Dear family, friends and colleagues,

As many of you know I recently spent a week on Christmas Island and a week on Nauru as a psychiatrist employed by IHMS to see asylum seekers in detention.  I found the experience on Nauru particularly disturbing, prompting me to write the attached letter to the Prime Minister and the Leader of the Opposition. 

See: Letter to the Prime Minister and the Leader of the Opposition.

 

Families of asylum seekers on Nauru are housed in unairconditioned marquees with only plastic sheets separating families and affording little privacy.  Families with children under four years old are provided with air conditioning of sorts.  Toilet and shower blocks are located some distance away from the tents making many anxious about going to the toilet at night.  To be fair, the health services for asylum seekers in detention are good and a well functioning primary and secondary school has recently re-opened in the detention centre.  It is run by Save the Children. There is also an excellent interpreter service.  Several people commented that the situation for single young men is even worse than that for families however, as I did not see any single men I cannot comment from personal experience.

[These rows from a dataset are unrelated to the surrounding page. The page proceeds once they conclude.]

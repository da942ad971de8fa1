// SPDX-License-Identifier: PMPL-1.0-or-later
// Copyright (c) 2026 Jonathan D.A. Jewell (hyperpolymath) <jonathan.jewell@open.ac.uk>
//
// Scanning pipeline — contour detection, quad selection, homography
// rectification, binarization and run reports.

pub mod detect;
pub mod enhance;
pub mod homography;
pub mod pipeline;
pub mod report;
pub mod select;

pub use detect::{ContourDetector, DouglasPeucker, EdgeContourDetector, PolygonApproximator};
pub use enhance::{AdaptiveThreshold, Binarizer};
pub use homography::{Homography, HomographyRectifier};
pub use pipeline::{ScanOutcome, ScanPipeline};
pub use report::ScanReport;
pub use select::{QuadSelector, Selection};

The most distressing aspect of the situation is that these families will never be allowed to seek asylum in Australia, specifically because they arrived by boat after a set date in 2013. This certainly engenders a real sense of despair among many of those I spoke to during my visit. Those asylum seekers granted refugee status will be granted visas by Nauru and will live in the community but will no longer be able to access the services available within the detention centre.   Opportunities for employment and higher education on Nauru seem very limited and the health services are little above those one might expect in third world countries. 

For anyone interested I can strongly recommend the August 2012 Report of the Expert Panel on Asylum Seekers chaired by Angus Houston.  It is a thoughtful pragmatic consideration of the problems of discouraging people from risking their lives at sea by providing incentives to choose the regular and better regulated channels for seeking refugee status in Australia and elsewhere in the region.   It is also full of interesting facts about refugees in general.

I am sending this email to share something of my experiences and to encourage those of you who may share my views to express your dissatisfaction in whatever way you may feel appropriate.  Please feel free to use any of the information in this email or my letter as you see fit.